Much of government procurement at MSPs — of paddy, wheat and increasingly pulses, cotton, groundnut and mustard — happens in APMC mandis. In a scenario where more and more trading moves out of the APMCs, these regulated market yards will lose revenues. “They may not formally shut, but it would become like BSNL versus Jio. And if the government stops buying, we will be left with only the big corporates to sell to….

Govt and farmers at crossroads: A timeline

In its first term, the government was forced to retract its proposal to ease the 2014-15 land acquisition norms fearing a political backlash, following massive protests across the country.  But the peace it bought with the farmers was short-lived.

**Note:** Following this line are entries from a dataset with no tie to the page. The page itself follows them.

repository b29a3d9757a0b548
use std::time::Duration;

use criterion::{Criterion, Throughput};

pub const SAMPLE_SIZE: usize = 20;
pub const WARM_UP: Duration = Duration::from_secs(1);
pub const MEASUREMENT_TIME: Duration = Duration::from_secs(2);

pub fn default_criterion() -> Criterion {
    Criterion::default()
        .configure_from_args()
        .sample_size(SAMPLE_SIZE)
        .warm_up_time(WARM_UP)
        .measurement_time(MEASUREMENT_TIME)
}

pub fn elements_throughput(elements: usize) -> Throughput {
    Throughput::Elements(elements.max(1) as u64)
}
#![forbid(unsafe_code)]
//! shape_art: procedural shape composition with randomized styling.
//!
//! Modules:
//! - geometry: point rotation and regular polygon vertices
//! - spec: scene, component and style definitions (serde support behind the `serde` feature)
//! - style: uniform sampling from style pools
//! - shape: shape variants, runtime components and the component factory
//! - canvas: drawn elements and the append-only canvas
//! - scene: runner that builds components and draws them in order, with events
//!
//! Serializing a [`canvas::Canvas`] to a file is left to the caller.
pub mod canvas;
pub mod error;
pub mod geometry;
pub mod scene;
pub mod shape;
pub mod spec;
pub mod style;

/// Convenient re-exports for common types. Import with `use shape_art::prelude::*;`.
pub mod prelude {
    pub use crate::canvas::{Canvas, DrawnElement, Geometry, Paint, Rotation};
    pub use crate::error::{Error, Result};
    pub use crate::geometry::{deg_to_rad, regular_polygon_vertices, rotate, Point};
    pub use crate::scene::{
        render_scene, EventSink, FnSink, SceneEvent, SceneEventKind, SceneRunner, VecSink,
    };
    pub use crate::shape::{
        create_component, Circle, Component, DrawParams, Ellipse, Polygon, PolygonGroup, Rect,
        Shape, ShapeDraw, VertexElements,
    };
    pub use crate::spec::{
        CanvasSize, ComponentId, ComponentSpec, ComponentType, SceneSpec, StyleSpec,
        DEFAULT_OUTPUT_PATH,
    };
    pub use crate::style::{pick, Stroke, StyleSampler};
}
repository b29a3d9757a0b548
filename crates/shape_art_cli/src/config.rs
use std::fs;
use std::path::Path;

use anyhow::Context;
use shape_art::prelude::SceneSpec;

/// Parse a scene from RON text.
pub fn parse_scene(text: &str) -> anyhow::Result<SceneSpec> {
    let scene: SceneSpec = ron::from_str(text).map_err(|e| anyhow::anyhow!(e))?;
    Ok(scene)
}

/// Read and parse a RON scene file.
pub fn load_scene(path: impl AsRef<Path>) -> anyhow::Result<SceneSpec> {
    let path = path.as_ref();
    let text = fs::read_to_string(path)
        .with_context(|| format!("failed to read scene '{}'", path.display()))?;
    parse_scene(&text).with_context(|| format!("failed to parse scene '{}'", path.display()))
}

Farmers’ angst in nooks and corners of rural India had been simmering, bursting out in spurts of violence like the one witnessed in Madhya Pradesh’s Mandsaur in 2017 where farmers were protesting, demanding loan waiver and higher crop prices.

This was followed by the 2018 farmers’ agitation in Maharashtra. Moved by the poor implementation of the loan waivers, thousands of farmers undertook a march from Nashik to Mumbai demanding redressal. Though then the government decided to fulfil the demands, it, however, retreated.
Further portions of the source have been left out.